The president said the next 2 days would be critical. "We're going to have to see what kind of progress we can make in the next 24, 36, 48 hours," he said.

Israel launched air attacks on Gaza last week following a rise in the number of rockets fired by Hamas into Israeli territory.


The White House has publicly offered support for Israeli’s actions against Hamas, with Deputy National Security Adviser Ben Rhodes telling reporters Saturday that “the Israelis are going to make decisions about their own military tactics and operations.”

“What we want is the same thing the Israelis want, which is an end to the rocket fire coming out of Gaza,” Rhodes added.

Obama has reached out to Israeli Prime Minister Benjamin Netanyahu to offer his support and has also spoken to Egyptian President Mohamed Morsi and Turkish PM Recep Tayyip Erdogan.

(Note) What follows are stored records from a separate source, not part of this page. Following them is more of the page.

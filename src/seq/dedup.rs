use std::{hash::Hash, iter::FusedIterator};

use ahash::{HashSet, HashSetExt};
use derive_where::derive_where;

/// Yields the first occurrence of every distinct value of the inner iterator,
/// in the order those first occurrences appear.
#[derive_where(Debug, Clone; I, I::Item)]
pub struct Unique<I: Iterator> {
    iter: I,
    seen: HashSet<I::Item>,
}

impl<I> Iterator for Unique<I>
where
    I: Iterator,
    I::Item: Eq + Hash + Clone,
{
    type Item = I::Item;

    fn next(&mut self) -> Option<Self::Item> {
        self.iter.find(|item| self.seen.insert(item.clone()))
    }

    fn size_hint(&self) -> (usize, Option<usize>) {
        let (lower, upper) = self.iter.size_hint();
        // Only the very first element is guaranteed to be new.
        let lower = if self.seen.is_empty() { lower.min(1) } else { 0 };
        (lower, upper)
    }
}

impl<I> FusedIterator for Unique<I>
where
    I: FusedIterator,
    I::Item: Eq + Hash + Clone,
{
}

/// Yields the first element for every distinct key of the inner iterator.
///
/// The key function is called exactly once per element.
#[derive(Debug, Clone)]
pub struct UniqueBy<I, K, F> {
    iter: I,
    seen: HashSet<K>,
    key_fn: F,
}

impl<I, K, F> Iterator for UniqueBy<I, K, F>
where
    I: Iterator,
    K: Eq + Hash,
    F: FnMut(&I::Item) -> K,
{
    type Item = I::Item;

    fn next(&mut self) -> Option<Self::Item> {
        let Self { iter, seen, key_fn } = self;
        iter.find(|item| seen.insert(key_fn(item)))
    }

    fn size_hint(&self) -> (usize, Option<usize>) {
        let (lower, upper) = self.iter.size_hint();
        let lower = if self.seen.is_empty() { lower.min(1) } else { 0 };
        (lower, upper)
    }
}

impl<I, K, F> FusedIterator for UniqueBy<I, K, F>
where
    I: FusedIterator,
    K: Eq + Hash,
    F: FnMut(&I::Item) -> K,
{
}

/// Lazily removes repeated values, keeping the first occurrence of each.
pub fn remove_duplicates<I>(seq: I) -> Unique<I::IntoIter>
where
    I: IntoIterator,
    I::Item: Eq + Hash + Clone,
{
    Unique {
        iter: seq.into_iter(),
        seen: HashSet::new(),
    }
}

/// Lazily removes elements whose key was already produced by an earlier
/// element.
pub fn remove_duplicates_by_key<I, K, F>(seq: I, key_fn: F) -> UniqueBy<I::IntoIter, K, F>
where
    I: IntoIterator,
    K: Eq + Hash,
    F: FnMut(&I::Item) -> K,
{
    UniqueBy {
        iter: seq.into_iter(),
        seen: HashSet::new(),
        key_fn,
    }
}

/// Returns true as soon as some value is seen a second time.
///
/// Absent, empty and single element sequences never contain duplicates.
pub fn contains_duplicates<I>(seq: Option<I>) -> bool
where
    I: IntoIterator,
    I::Item: Eq + Hash,
{
    let Some(seq) = seq else {
        return false;
    };
    let mut seen = HashSet::new();
    for item in seq {
        if !seen.insert(item) {
            return true;
        }
    }
    false
}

Rhodes on Saturday said the president hoped Morsi and Erdogan could play “constructive role in engaging Hamas and encouraging a process of de-escalation.”

The conflict entered its fifth day on Sunday, as Israeli officials refused to rule out a ground war in the Gaza Strip. 

 “We do not want to escalate. We do not want to have ground action, but we'll take whatever measures are necessary to defend our citizens,” said Israeli Ambassador to the U.S. Michael Oren on Friday. 

Reports on Sunday said Israel’s “Iron Dome” anti-missile system had intercepted a rocket fired by Palestinian militants at Tel Aviv.

This story was updated at 9:09 a.m.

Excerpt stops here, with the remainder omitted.